Le rôle de ma vie

Aurelie Blondel

Partie 9 et 9 bis Mise à jour le 5/10

La mission numéro 1 commence. L'infirmière m'a viré ma perfusion puisque je peux manger mes repas autrement que par les veines. Et comme je mange et que je tiens bien debout, je sais que je vais pouvoir quémander mon droit de fumer.

À peine mon repas terminé, je bipe pour que quelqu'un vienne. Tiens, c'est une nouvelle tête lui je crois. Il me demande si ça s'est bien passé, je lui réponds que c'était succulent. Il rigole puis me demande si j'ai besoin de quelque chose pour avoir biper la présence de quelqu'un. Je lui demande s'il y a une fontaine à eau que je puisse remplir ma carafe et de m'emmener là où mes affaires sont rangées pour y prendre mes cigarettes. Il fronce les sourcils et me demande d'attendre un instant. Et merde, il va revenir avec une excuse à la con à coup sûr.

À ma grande surprise, il revient avec un peignoir et me demande de le suivre. «Vous n'allez pas sortir si peu couverte. Suivez-moi, vous allez pouvoir récupérer vos affaires.» Mais quoi? C'est trop bizarre, trop facile, ça colle pas.
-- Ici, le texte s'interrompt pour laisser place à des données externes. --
use crate::astar::{AstarSearch, SearchPolicy, TieBreaker, Visit};
use crate::filter::{PathPoint, PathQueryResults, QueryFilter, QueryStatus};

use volant_svo::node::SvoNode;
use volant_svo::octree::SparseVoxelOctree;
use volant_svo::NodeLink;

/// Finds node corridors between two links with A*.
pub struct PathQuery {
    search: AstarSearch,
}

struct PathPolicy {
    goal_link: NodeLink,
    cost_limit: f32,
    reached_goal: bool,
}

impl SearchPolicy for PathPolicy {
    fn goal(&self) -> NodeLink {
        self.goal_link
    }

    fn tie_breaker(&self) -> TieBreaker {
        TieBreaker::Nearest
    }

    fn can_open_neighbor(
        &mut self,
        _neighbor: volant_core::neighbor::Neighbor,
        _link: NodeLink,
        _node: &SvoNode,
        total_cost: f32,
        _travel_dist: f32,
    ) -> bool {
        // A cost limit of zero means unlimited.
        !(self.cost_limit > 0.0 && total_cost > self.cost_limit)
    }

    fn on_node_visited(&mut self, link: NodeLink, _node: &SvoNode) -> Visit {
        if link == self.goal_link {
            self.reached_goal = true;
            Visit::StopAndAccept
        } else {
            Visit::Continue
        }
    }
}

impl PathQuery {
    pub fn new(max_search_nodes: u32) -> Self {
        Self {
            search: AstarSearch::new(max_search_nodes),
        }
    }

    /// Attempts to find a path from `start_link` to `goal_link`. Returns
    /// false on hard failures; otherwise the results carry the portal
    /// points (and `PARTIAL_PATH` when the goal wasn't reached).
    pub fn find_path(
        &mut self,
        octree: &SparseVoxelOctree,
        start_link: NodeLink,
        goal_link: NodeLink,
        cost_limit: f32,
        filter: &QueryFilter,
        results: &mut PathQueryResults,
    ) -> bool {
        if !start_link.is_valid() || !goal_link.is_valid() {
            results.query.status.insert(QueryStatus::FAILURE);
            results.query.status.insert(QueryStatus::INVALID_PARAM);
            return false;
        }

        // Start and goal in the same node: the trivial one-node path.
        if start_link == goal_link {
            results.path_node_count = 1;
            results.query.status.insert(QueryStatus::SUCCESS);
            return true;
        }

        let mut policy = PathPolicy {
            goal_link,
            cost_limit,
            reached_goal: false,
        };

        if !self
            .search
            .search(octree, start_link, filter, &mut policy, &mut results.query)
        {
            return false;
        }

        let Some(best_idx) = self.search.best_node_idx() else {
            results.query.status.insert(QueryStatus::FAILURE);
            return false;
        };

        if self.search.pool().node(best_idx).link != goal_link {
            results.query.status.insert(QueryStatus::PARTIAL_PATH);
        }

        let best = self.search.pool().node(best_idx);
        results.path_cost = best.f_cost;
        results.path_length = best.travel_dist;

        // Walk back to the start collecting the chain. A cycle in the
        // parent indices would spin forever, so the walk shares the search
        // visitation bound.
        let mut chain = Vec::new();
        let mut cur = Some(best_idx);
        while let Some(idx) = cur {
            chain.push(idx);

            if chain.len() as u32 >= self.search.node_visitation_limit() {
                results.query.status.insert(QueryStatus::CYCLICAL_PATH);
                break;
            }

            cur = self
                .search
                .pool()
                .index_from_handle(self.search.pool().node(idx).parent_idx);
        }

        results.path_node_count = chain.len() as u32;

        // Emit portal points start-to-goal. The start node itself has no
        // portal (the search entered nowhere), so it is skipped.
        results
            .path_portal_points
            .reserve(chain.len().saturating_sub(1));
        for &idx in chain.iter().rev().skip(1) {
            let node = self.search.pool().node(idx);
            results
                .path_portal_points
                .push(PathPoint::new(node.portal_location, node.link.id()));
        }

        true
    }

    /// Like [`Self::find_path`] without extracting the corridor; useful
    /// for reachability checks.
    pub fn test_path(
        &mut self,
        octree: &SparseVoxelOctree,
        start_link: NodeLink,
        goal_link: NodeLink,
        cost_limit: f32,
        filter: &QueryFilter,
        results: &mut PathQueryResults,
    ) -> bool {
        if !start_link.is_valid() || !goal_link.is_valid() {
            results.query.status.insert(QueryStatus::FAILURE);
            results.query.status.insert(QueryStatus::INVALID_PARAM);
            return false;
        }

        if start_link == goal_link {
            results.query.status.insert(QueryStatus::SUCCESS);
            return true;
        }

        let mut policy = PathPolicy {
            goal_link,
            cost_limit,
            reached_goal: false,
        };

        let searched = self
            .search
            .search(octree, start_link, filter, &mut policy, &mut results.query);

        searched && policy.reached_goal
    }
}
Je décide de prendre un ton léger et fais semblant de m'intéresser à lui. «Vous êtes nouveau ici? C'est la première fois que je vous vois.» Il me refait un grand sourire et hoche la tête. «Oui, c'est mon premier service, je suis aide-soignant depuis peu. J'espère qu'ils seront contents de mon travail.» Moi oui, pas de doute, par contre, il n'a du recevoir aucune consigne du docteur Samaël qui ne va pas manquer de le mettre au chômage. Au pire, il y a une place vacante à la Criée… Je suis prise de scrupules de tirer partie de sa naïveté et de son enthousiasme mais je ne recule pas.

J'arrive avec lui devant une porte fermée à clef qu'il ouvre. Un simple placard. Mais la caverne d'Ali Baba pour moi. «Ce sont les objets perdus», me précise t'il, «Vous reconnaissez vos affaires?»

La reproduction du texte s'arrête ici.